- Opening Delimiter -

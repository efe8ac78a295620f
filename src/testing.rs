//! In-memory repositories for unit and handler tests.

use std::str::FromStr;
use std::sync::{Arc, Mutex, MutexGuard};

use bigdecimal::BigDecimal;
use chrono::Utc;
use uuid::Uuid;

use crate::domain::catalog::{
    Menu, MenuChanges, MenuPrice, NewMenu, NewProduct, Product, ProductChanges,
};
use crate::domain::errors::DomainError;
use crate::domain::order::{NewOrder, Order, OrderStatus};
use crate::domain::ports::{CatalogRepository, OrderRepository, UserRepository};
use crate::domain::user::{NewUser, User, UserCredentials};

fn lock<T>(mutex: &Mutex<T>) -> MutexGuard<'_, T> {
    mutex.lock().unwrap_or_else(|poisoned| poisoned.into_inner())
}

// ── Orders ───────────────────────────────────────────────────────────────────

#[derive(Clone, Default)]
pub struct InMemoryOrders {
    orders: Arc<Mutex<Vec<Order>>>,
}

impl InMemoryOrders {
    pub fn len(&self) -> usize {
        lock(&self.orders).len()
    }
}

impl OrderRepository for InMemoryOrders {
    fn create(&self, order: NewOrder) -> Result<Order, DomainError> {
        let now = Utc::now();
        let order = Order {
            id: Uuid::new_v4(),
            items: order.items,
            status: OrderStatus::Pending,
            created_by: order.created_by,
            prepared_by: None,
            total_price: order.total_price,
            created_at: now,
            updated_at: now,
        };
        lock(&self.orders).push(order.clone());
        Ok(order)
    }

    fn find_by_id(&self, id: Uuid) -> Result<Option<Order>, DomainError> {
        Ok(lock(&self.orders).iter().find(|o| o.id == id).cloned())
    }

    fn list_by_status(&self, status: OrderStatus) -> Result<Vec<Order>, DomainError> {
        let mut found: Vec<Order> = lock(&self.orders)
            .iter()
            .filter(|o| o.status == status)
            .cloned()
            .collect();
        // Stable sort keeps insertion order for equal timestamps.
        found.sort_by_key(|o| o.created_at);
        Ok(found)
    }

    fn update_status(
        &self,
        id: Uuid,
        status: OrderStatus,
        prepared_by: Option<Uuid>,
    ) -> Result<Option<Order>, DomainError> {
        let mut orders = lock(&self.orders);
        let Some(order) = orders.iter_mut().find(|o| o.id == id) else {
            return Ok(None);
        };
        order.status = status;
        if prepared_by.is_some() {
            order.prepared_by = prepared_by;
        }
        order.updated_at = Utc::now();
        Ok(Some(order.clone()))
    }

    fn delete(&self, id: Uuid) -> Result<bool, DomainError> {
        let mut orders = lock(&self.orders);
        let before = orders.len();
        orders.retain(|o| o.id != id);
        Ok(orders.len() < before)
    }
}

// ── Catalog ──────────────────────────────────────────────────────────────────

#[derive(Default)]
struct CatalogState {
    products: Vec<Product>,
    menus: Vec<Menu>,
    product_lookups: usize,
    menu_lookups: usize,
}

#[derive(Clone, Default)]
pub struct InMemoryCatalog {
    state: Arc<Mutex<CatalogState>>,
}

impl InMemoryCatalog {
    pub fn add_product(&self, name: &str, price: &str, is_available: bool) -> Product {
        let now = Utc::now();
        let product = Product {
            id: Uuid::new_v4(),
            name: name.to_string(),
            description: None,
            price: BigDecimal::from_str(price).expect("test price"),
            image: None,
            is_available,
            created_at: now,
            updated_at: now,
        };
        lock(&self.state).products.push(product.clone());
        product
    }

    pub fn add_menu(&self, name: &str, price: &str, product_ids: Vec<Uuid>) -> Menu {
        let now = Utc::now();
        let menu = Menu {
            id: Uuid::new_v4(),
            name: name.to_string(),
            price: BigDecimal::from_str(price).expect("test price"),
            product_ids,
            created_at: now,
            updated_at: now,
        };
        lock(&self.state).menus.push(menu.clone());
        menu
    }

    pub fn set_price(&self, id: Uuid, price: &str) {
        let price = BigDecimal::from_str(price).expect("test price");
        let mut state = lock(&self.state);
        if let Some(product) = state.products.iter_mut().find(|p| p.id == id) {
            product.price = price;
        } else if let Some(menu) = state.menus.iter_mut().find(|m| m.id == id) {
            menu.price = price;
        }
    }

    /// Number of grouped product lookups served so far.
    pub fn product_lookups(&self) -> usize {
        lock(&self.state).product_lookups
    }

    pub fn menu_lookups(&self) -> usize {
        lock(&self.state).menu_lookups
    }
}

impl CatalogRepository for InMemoryCatalog {
    fn find_products_by_ids(&self, ids: &[Uuid]) -> Result<Vec<Product>, DomainError> {
        let mut state = lock(&self.state);
        state.product_lookups += 1;
        Ok(state
            .products
            .iter()
            .filter(|p| ids.contains(&p.id))
            .cloned()
            .collect())
    }

    fn find_menu_prices(&self, ids: &[Uuid]) -> Result<Vec<MenuPrice>, DomainError> {
        let mut state = lock(&self.state);
        state.menu_lookups += 1;
        Ok(state
            .menus
            .iter()
            .filter(|m| ids.contains(&m.id))
            .map(|m| MenuPrice {
                id: m.id,
                price: m.price.clone(),
            })
            .collect())
    }

    fn list_products(&self) -> Result<Vec<Product>, DomainError> {
        Ok(lock(&self.state).products.iter().rev().cloned().collect())
    }

    fn find_product(&self, id: Uuid) -> Result<Option<Product>, DomainError> {
        Ok(lock(&self.state)
            .products
            .iter()
            .find(|p| p.id == id)
            .cloned())
    }

    fn find_product_by_name(&self, name: &str) -> Result<Option<Product>, DomainError> {
        Ok(lock(&self.state)
            .products
            .iter()
            .find(|p| p.name == name)
            .cloned())
    }

    fn create_product(&self, product: NewProduct) -> Result<Product, DomainError> {
        let mut state = lock(&self.state);
        if state.products.iter().any(|p| p.name == product.name) {
            return Err(DomainError::Conflict("duplicate product name".into()));
        }
        let now = Utc::now();
        let product = Product {
            id: Uuid::new_v4(),
            name: product.name,
            description: product.description,
            price: product.price,
            image: product.image,
            is_available: product.is_available,
            created_at: now,
            updated_at: now,
        };
        state.products.push(product.clone());
        Ok(product)
    }

    fn update_product(
        &self,
        id: Uuid,
        changes: ProductChanges,
    ) -> Result<Option<Product>, DomainError> {
        let mut state = lock(&self.state);
        let Some(product) = state.products.iter_mut().find(|p| p.id == id) else {
            return Ok(None);
        };
        if let Some(name) = changes.name {
            product.name = name;
        }
        if let Some(description) = changes.description {
            product.description = Some(description);
        }
        if let Some(price) = changes.price {
            product.price = price;
        }
        if let Some(image) = changes.image {
            product.image = Some(image);
        }
        if let Some(is_available) = changes.is_available {
            product.is_available = is_available;
        }
        product.updated_at = Utc::now();
        Ok(Some(product.clone()))
    }

    fn delete_product(&self, id: Uuid) -> Result<bool, DomainError> {
        let mut state = lock(&self.state);
        if state.menus.iter().any(|m| m.product_ids.contains(&id)) {
            return Err(DomainError::Conflict(
                "Product is still part of a menu".into(),
            ));
        }
        let before = state.products.len();
        state.products.retain(|p| p.id != id);
        Ok(state.products.len() < before)
    }

    fn list_menus(&self) -> Result<Vec<Menu>, DomainError> {
        Ok(lock(&self.state).menus.iter().rev().cloned().collect())
    }

    fn find_menu(&self, id: Uuid) -> Result<Option<Menu>, DomainError> {
        Ok(lock(&self.state).menus.iter().find(|m| m.id == id).cloned())
    }

    fn create_menu(&self, menu: NewMenu) -> Result<Menu, DomainError> {
        let now = Utc::now();
        let menu = Menu {
            id: Uuid::new_v4(),
            name: menu.name,
            price: menu.price,
            product_ids: menu.product_ids,
            created_at: now,
            updated_at: now,
        };
        lock(&self.state).menus.push(menu.clone());
        Ok(menu)
    }

    fn update_menu(&self, id: Uuid, changes: MenuChanges) -> Result<Option<Menu>, DomainError> {
        let mut state = lock(&self.state);
        let Some(menu) = state.menus.iter_mut().find(|m| m.id == id) else {
            return Ok(None);
        };
        if let Some(name) = changes.name {
            menu.name = name;
        }
        if let Some(price) = changes.price {
            menu.price = price;
        }
        if let Some(product_ids) = changes.product_ids {
            menu.product_ids = product_ids;
        }
        menu.updated_at = Utc::now();
        Ok(Some(menu.clone()))
    }

    fn delete_menu(&self, id: Uuid) -> Result<bool, DomainError> {
        let mut state = lock(&self.state);
        let before = state.menus.len();
        state.menus.retain(|m| m.id != id);
        Ok(state.menus.len() < before)
    }
}

// ── Users ────────────────────────────────────────────────────────────────────

#[derive(Clone, Default)]
pub struct InMemoryUsers {
    users: Arc<Mutex<Vec<UserCredentials>>>,
}

impl UserRepository for InMemoryUsers {
    fn create(&self, user: NewUser) -> Result<User, DomainError> {
        let mut users = lock(&self.users);
        if users.iter().any(|c| c.user.username == user.username) {
            return Err(DomainError::Conflict("duplicate username".into()));
        }
        let created = User {
            id: Uuid::new_v4(),
            username: user.username,
            role: user.role,
            created_at: Utc::now(),
        };
        users.push(UserCredentials {
            user: created.clone(),
            password_hash: user.password_hash,
        });
        Ok(created)
    }

    fn find_credentials(&self, username: &str) -> Result<Option<UserCredentials>, DomainError> {
        Ok(lock(&self.users)
            .iter()
            .find(|c| c.user.username == username)
            .cloned())
    }

    fn username_exists(&self, username: &str) -> Result<bool, DomainError> {
        Ok(lock(&self.users).iter().any(|c| c.user.username == username))
    }

    fn list(&self) -> Result<Vec<User>, DomainError> {
        Ok(lock(&self.users)
            .iter()
            .rev()
            .map(|c| c.user.clone())
            .collect())
    }

    fn count(&self) -> Result<i64, DomainError> {
        Ok(lock(&self.users).len() as i64)
    }
}
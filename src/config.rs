use std::env;
use std::fs;
use std::io;
use std::path::{Path, PathBuf};
use std::time::Duration;

use anyhow::{Context, Result};
use serde::{Deserialize, Serialize};

use crate::store::DEFAULT_SUMMARY;

const CONFIG_SCHEMA_VERSION: u32 = 2;
const DEFAULT_HTTP_TIMEOUT_SECONDS: u64 = 30;
const DEFAULT_UPCOMING_MAX_RESULTS: u32 = 10;
const MAX_UPCOMING_RESULTS: u32 = 250;

#[derive(Debug, Clone, Serialize, Deserialize)]
#[serde(default)]
pub struct ClicalConfig {
    pub schema_version: u32,
    pub default_summary: String,
    pub http_timeout_seconds: u64,
    pub upcoming_max_results: u32,
}

impl Default for ClicalConfig {
    fn default() -> Self {
        Self {
            schema_version: CONFIG_SCHEMA_VERSION,
            default_summary: DEFAULT_SUMMARY.to_string(),
            http_timeout_seconds: DEFAULT_HTTP_TIMEOUT_SECONDS,
            upcoming_max_results: DEFAULT_UPCOMING_MAX_RESULTS,
        }
    }
}

impl ClicalConfig {
    pub fn load_or_init(home: &DataHome) -> Result<Self> {
        home.ensure_exists()?;
        let cfg_path = home.config_path();

        if cfg_path.exists() {
            let raw = fs::read_to_string(&cfg_path)
                .with_context(|| format!("failed to read {}", cfg_path.display()))?;
            let mut parsed: ClicalConfig = serde_json::from_str(&raw)
                .with_context(|| format!("invalid JSON in {}", cfg_path.display()))?;
            if parsed.normalize_and_migrate() {
                parsed.save(home)?;
            }
            Ok(parsed)
        } else {
            let cfg = ClicalConfig::default();
            cfg.save(home)?;
            Ok(cfg)
        }
    }

    pub fn save(&self, home: &DataHome) -> Result<()> {
        home.ensure_exists()?;
        let path = home.config_path();
        let data = serde_json::to_string_pretty(self)?;
        fs::write(&path, data).with_context(|| format!("failed to write {}", path.display()))?;
        Ok(())
    }

    /// HTTP deadline for OAuth and calendar requests. `CLICAL_HTTP_TIMEOUT_SECONDS`
    /// wins over the file.
    pub fn http_timeout(&self) -> Duration {
        Duration::from_secs(env_u64(
            "CLICAL_HTTP_TIMEOUT_SECONDS",
            self.http_timeout_seconds,
        ))
    }

    pub fn http_agent(&self) -> ureq::Agent {
        ureq::AgentBuilder::new().timeout(self.http_timeout()).build()
    }

    fn normalize_and_migrate(&mut self) -> bool {
        let mut changed = false;

        if self.schema_version < CONFIG_SCHEMA_VERSION {
            self.schema_version = CONFIG_SCHEMA_VERSION;
            changed = true;
        }

        let trimmed = self.default_summary.trim();
        if trimmed.is_empty() {
            self.default_summary = DEFAULT_SUMMARY.to_string();
            changed = true;
        } else if trimmed != self.default_summary {
            self.default_summary = trimmed.to_string();
            changed = true;
        }

        if self.http_timeout_seconds == 0 {
            self.http_timeout_seconds = DEFAULT_HTTP_TIMEOUT_SECONDS;
            changed = true;
        }

        if self.upcoming_max_results == 0 {
            self.upcoming_max_results = DEFAULT_UPCOMING_MAX_RESULTS;
            changed = true;
        } else if self.upcoming_max_results > MAX_UPCOMING_RESULTS {
            self.upcoming_max_results = MAX_UPCOMING_RESULTS;
            changed = true;
        }

        changed
    }
}

pub fn clamp_upcoming(requested: u32) -> u32 {
    requested.clamp(1, MAX_UPCOMING_RESULTS)
}

/// Directory holding everything clical persists: OAuth client secret, cached
/// token, session records, the optional calendar id and `config.json`.
#[derive(Debug, Clone)]
pub struct DataHome {
    root: PathBuf,
}

impl DataHome {
    pub fn new(root: impl Into<PathBuf>) -> Self {
        Self { root: root.into() }
    }

    /// `CLICAL_HOME` if set, otherwise `~/.clical`.
    pub fn resolve() -> Self {
        if let Ok(custom) = env::var("CLICAL_HOME") {
            let trimmed = custom.trim();
            if !trimmed.is_empty() {
                return Self::new(trimmed);
            }
        }

        Self::new(
            dirs::home_dir()
                .unwrap_or_else(|| PathBuf::from("."))
                .join(".clical"),
        )
    }

    pub fn root(&self) -> &Path {
        &self.root
    }

    pub fn ensure_exists(&self) -> Result<()> {
        fs::create_dir_all(&self.root)
            .with_context(|| format!("failed to create data directory {}", self.root.display()))
    }

    pub fn config_path(&self) -> PathBuf {
        self.root.join("config.json")
    }

    pub fn client_secret_path(&self) -> PathBuf {
        self.root.join("credentials.json")
    }

    pub fn token_path(&self) -> PathBuf {
        self.root.join("token.json")
    }

    pub fn calendar_id_path(&self) -> PathBuf {
        self.root.join("calendarId.txt")
    }

    pub fn sessions_dir(&self) -> PathBuf {
        self.root.clone()
    }

    /// First non-empty line of `calendarId.txt`. A missing file means the
    /// primary calendar and is not an error.
    pub fn calendar_override(&self) -> Result<Option<String>> {
        read_calendar_id(&self.calendar_id_path())
    }
}

pub fn read_calendar_id(path: &Path) -> Result<Option<String>> {
    match fs::read_to_string(path) {
        Ok(raw) => Ok(raw
            .lines()
            .map(str::trim)
            .find(|line| !line.is_empty())
            .map(str::to_string)),
        Err(err) if err.kind() == io::ErrorKind::NotFound => Ok(None),
        Err(err) => Err(err).with_context(|| format!("failed to read {}", path.display())),
    }
}

fn env_u64(name: &str, default: u64) -> u64 {
    env::var(name)
        .ok()
        .and_then(|v| v.trim().parse::<u64>().ok())
        .filter(|v| *v > 0)
        .unwrap_or(default)
}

- Closing Delimiter -

== Action item ==
Wherever a line in the entries holds "push", copy that line.

== Written response ==
        lock(&self.orders).push(order.clone());
        lock(&self.state).products.push(product.clone());
        lock(&self.state).menus.push(menu.clone());
        state.products.push(product.clone());
        lock(&self.state).menus.push(menu.clone());
        users.push(UserCredentials {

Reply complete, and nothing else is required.